### Directions for this task
Pick every line with "removed" from the material below.

### The data
* * *

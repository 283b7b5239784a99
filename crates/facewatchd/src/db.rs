//! SQLite persistence for known faces.
//!
//! One row per registered embedding. The `embedding` column holds the
//! little-endian f32 blob produced by `facewatch_core::codec::encode`.

use facewatch_core::{FacePersistence, PersistenceError};
use rusqlite::{params, Connection};
use std::path::Path;

const SCHEMA_SQL: &str = r#"
CREATE TABLE IF NOT EXISTS known_faces (
    id INTEGER PRIMARY KEY AUTOINCREMENT,
    label TEXT NOT NULL,
    embedding BLOB NOT NULL,
    created_at TEXT NOT NULL
);

CREATE INDEX IF NOT EXISTS idx_known_faces_label ON known_faces(label);
"#;

pub struct FaceDb {
    conn: Connection,
}

impl FaceDb {
    /// Open (or create) the database at `path` and initialize the schema.
    pub fn open(path: impl AsRef<Path>) -> rusqlite::Result<Self> {
        let path = path.as_ref();
        if let Some(parent) = path.parent() {
            if let Err(e) = std::fs::create_dir_all(parent) {
                tracing::warn!(dir = %parent.display(), error = %e, "could not create database directory");
            }
        }

        let conn = Connection::open(path)?;
        conn.pragma_update(None, "journal_mode", "WAL")?;
        conn.execute_batch(SCHEMA_SQL)?;

        tracing::info!(path = %path.display(), "face database opened");
        Ok(Self { conn })
    }

    /// In-memory database for tests.
    #[cfg(test)]
    pub fn open_in_memory() -> rusqlite::Result<Self> {
        let conn = Connection::open_in_memory()?;
        conn.execute_batch(SCHEMA_SQL)?;
        Ok(Self { conn })
    }

    /// Every persisted `(label, embedding blob)` row in insertion order.
    pub fn load_all(&self) -> rusqlite::Result<Vec<(String, Vec<u8>)>> {
        let mut stmt = self
            .conn
            .prepare("SELECT label, embedding FROM known_faces ORDER BY id")?;
        let rows = stmt.query_map([], |row| Ok((row.get(0)?, row.get(1)?)))?;
        rows.collect()
    }

    /// Insert all rows in one transaction.
    pub fn insert_batch(&mut self, rows: &[(String, Vec<u8>)]) -> rusqlite::Result<()> {
        let now = chrono::Utc::now().to_rfc3339();
        let tx = self.conn.transaction()?;
        {
            let mut stmt = tx.prepare(
                "INSERT INTO known_faces (label, embedding, created_at) VALUES (?1, ?2, ?3)",
            )?;
            for (label, blob) in rows {
                stmt.execute(params![label, blob, now])?;
            }
        }
        tx.commit()?;
        tracing::debug!(rows = rows.len(), "face batch persisted");
        Ok(())
    }

    /// Delete every row for `label`, returning the number removed.
    pub fn delete_label(&self, label: &str) -> rusqlite::Result<usize> {
        let removed = self
            .conn
            .execute("DELETE FROM known_faces WHERE label = ?1", params![label])?;
        tracing::info!(label, removed, "label deleted from database");
        Ok(removed)
    }
}

impl FacePersistence for FaceDb {
    fn append_batch(&mut self, rows: &[(String, Vec<u8>)]) -> Result<(), PersistenceError> {
        self.insert_batch(rows)
            .map_err(|e| PersistenceError::new(format!("inserting {} faces", rows.len()), e))
    }
}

* * *

### Reply
    /// Delete every row for `label`, returning the number removed.
        let removed = self
        tracing::info!(label, removed, "label deleted from database");
        Ok(removed)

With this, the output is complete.